You are receiving this because you commented.Message ID:
***@***.***>
|
Seems we live in a different Prolog universe 😄 . I've had the pleasure of working with Prolog processes using hundreds of giga bytes, including many million element long lists. There is nothing artificial about these. And yes, merging multiple of such (ordered) lists can be done quite ok and result (using the most natural implementation) in a mutual recursive predicates. A 10 fold space increment is a problem, exactly for these applications that stress the limits of your hardware. Not to mention a malloc() for every cell we are processing. You seem to live mostly in domains using Prolog for (backtracking) search. Those programs typically do not stress memory a lot. Several of my projects deal with large amounts of data, (often) fairly simple logic and aggregation steps that often generate huge lists. |
Apparently. My industry experience was on computers with disks smaller than memory sizes these days, and memory.., well you get the picture. I have a hard time imagining such behemoths, let alone profiling them. I would hazard a guess that not very many Prolog users are dealing with hundreds of giga bytes of data. I appreciate Peter's offer for getting some real experience to chew on. My suspicion is that the issues will be more on the analyse/display side than the collection side. In any case, the profiler now works much better for my "limited" applications, so I don't intend to put any more effort into it. |
In my last academic job we had a machine with 1Tb main memory and 48 cores/96 threads 😄
I'm happy with the improvements.
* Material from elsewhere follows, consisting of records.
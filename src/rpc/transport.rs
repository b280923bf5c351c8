//! Newline-delimited transport.
//!
//! - Messages are JSON-RPC, read as raw bytes (decoding is the router's job)
//! - Messages are delimited by newlines
//! - Incoming lines longer than the size limit are discarded unread
//! - Outgoing messages never contain embedded newlines
//!
//! [`StdioTransport`] binds the transport to the process's stdin and stdout;
//! logging goes to stderr so it never mixes with protocol traffic.

use std::io;

use tokio::io::{
    AsyncBufRead, AsyncBufReadExt, AsyncReadExt, AsyncWrite, AsyncWriteExt, BufReader,
};
use tracing::warn;

/// Default upper bound on one incoming line, excluding its terminator.
pub const MAX_MESSAGE_SIZE_BYTES: usize = 10 * 1024 * 1024;

/// One unit read from the transport.
#[derive(Debug, Clone, PartialEq, Eq)]
pub enum Frame {
    /// A complete line with its terminator removed.
    Message(Vec<u8>),
    /// A line over the size limit; its content was skipped.
    Oversized,
}

/// A line-oriented transport over any async reader/writer pair.
pub struct LineTransport<R, W> {
    /// Buffered reader for incoming messages.
    reader: R,
    /// Sink for outgoing messages.
    writer: W,
    /// Longest accepted line, in bytes.
    max_message_size: usize,
}

/// A transport bound to stdin and stdout.
pub type StdioTransport = LineTransport<BufReader<tokio::io::Stdin>, tokio::io::Stdout>;

impl StdioTransport {
    /// Creates a transport over the process's stdin and stdout.
    #[must_use]
    pub fn stdio() -> Self {
        Self::new(BufReader::new(tokio::io::stdin()), tokio::io::stdout())
    }
}

impl<R, W> LineTransport<R, W>
where
    R: AsyncBufRead + Unpin,
    W: AsyncWrite + Unpin,
{
    /// Creates a transport over the given reader and writer.
    pub const fn new(reader: R, writer: W) -> Self {
        Self {
            reader,
            writer,
            max_message_size: MAX_MESSAGE_SIZE_BYTES,
        }
    }

    /// Sets the longest line accepted by [`read_frame`](Self::read_frame).
    #[must_use]
    pub const fn with_max_message_size(mut self, max_message_size: usize) -> Self {
        self.max_message_size = max_message_size;
        self
    }

    /// Reads the next line as raw bytes.
    ///
    /// At most `max_message_size + 1` bytes of a line are buffered. The rest
    /// of a longer line is consumed and dropped, and [`Frame::Oversized`] is
    /// returned in its place. Returns `None` once the reader reaches EOF.
    ///
    /// # Errors
    ///
    /// Returns an error if reading fails.
    pub async fn read_frame(&mut self) -> io::Result<Option<Frame>> {
        let limit = self.max_message_size.saturating_add(1);
        let mut line = Vec::new();
        let bytes_read = (&mut self.reader)
            .take(limit as u64)
            .read_until(b'\n', &mut line)
            .await?;

        if bytes_read == 0 {
            return Ok(None);
        }

        if line.last() == Some(&b'\n') {
            line.pop();
            if line.last() == Some(&b'\r') {
                line.pop();
            }
        } else if line.len() > self.max_message_size {
            let skipped = self.skip_line().await?;
            warn!(
                limit = self.max_message_size,
                size = line.len() + skipped,
                "Discarding oversized message"
            );
            return Ok(Some(Frame::Oversized));
        }

        Ok(Some(Frame::Message(line)))
    }

    /// Consumes input up to and including the next newline.
    ///
    /// Returns the number of bytes dropped before the newline.
    async fn skip_line(&mut self) -> io::Result<usize> {
        let mut skipped = 0;

        loop {
            let available = self.reader.fill_buf().await?;
            if available.is_empty() {
                return Ok(skipped);
            }

            if let Some(pos) = available.iter().position(|&b| b == b'\n') {
                self.reader.consume(pos + 1);
                return Ok(skipped + pos);
            }

            let len = available.len();
            self.reader.consume(len);
            skipped += len;
        }
    }

    /// Writes one encoded message followed by a newline.
    ///
    /// Raw handler results may contain formatting newlines. Outside of
    /// strings a newline in JSON is insignificant whitespace, and inside
    /// strings it is always escaped, so any raw `\n` or `\r` byte is replaced
    /// by a space to keep the framing intact.
    ///
    /// # Errors
    ///
    /// Returns an error if writing fails.
    pub async fn write_message(&mut self, message: &[u8]) -> io::Result<()> {
        if message.iter().any(|b| matches!(b, b'\n' | b'\r')) {
            let flattened: Vec<u8> = message
                .iter()
                .map(|&b| if matches!(b, b'\n' | b'\r') { b' ' } else { b })
                .collect();
            self.writer.write_all(&flattened).await?;
        } else {
            self.writer.write_all(message).await?;
        }

        self.writer.write_all(b"\n").await?;
        self.writer.flush().await?;

        Ok(())
    }

    /// Consumes the transport, returning the writer.
    pub fn into_writer(self) -> W {
        self.writer
    }
}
Thanks! |
Do you want me to try the profiler with my moderately long lists? (It'll take me a little bit of work because it's part of a larger batch job, so I need to isolate one large step and re-run it with the profiler) |
If it's not too much trouble, that would be great. If it, or some part thereof, can be packaged up for me to poke at, I'm happy to go that route (assuming it works on my meagre computer resources); whatever works for you. |
Bottom line to me is whether you consider mutual recursive procedures on long lists to be something one finds in the wild. From the library, ord_union/3 is a perfect example. Real-life code. Now you need to believe there are real Prolog programs processing ordered sets with millions of elements. I have seen and used them. QED 😄 Now it is also true that this scenario is not that common. It might be an option to change the collection to use ports(true) until a specified recursion depth and use the "classic" algorithm above. All that would need is to add a recursion depth field to the nodes. |
Regarding profiling specifically, for this "uncommon scenario" you have |
Only some of the port counts are wrong. Only those for predicates involved in a branch of the call tree subject to mutual recursion are wrong. That leaves many correct in most applications. As it isn't too hard to identify the wrong ones, that seems a promising route. I don't care too much though. It works pretty well as it does right now. It is mostly a little complicated to explain. |
What is the status of this PR? I'd like to submit a PR to fix a bug in the |
Enables module simplex to pass sandbox safety check
Remove meta-call in pivot_row/7
This pull request has been mentioned on SWI-Prolog. There might be relevant details there: https://swi-prolog.discourse.group/t/using-format-2-with-attributed-variable-on-a-pengine/6996/18 |
This pull request has been mentioned on SWI-Prolog. There might be relevant details there: https://swi-prolog.discourse.group/t/understanding-profiler/8582/4 |
Added doc for additional options on
profile/2
.Left "Visualizing profiling data" section as is; figure looks a little dated but difficult to generate decent X-Windows screenshots on MacOS.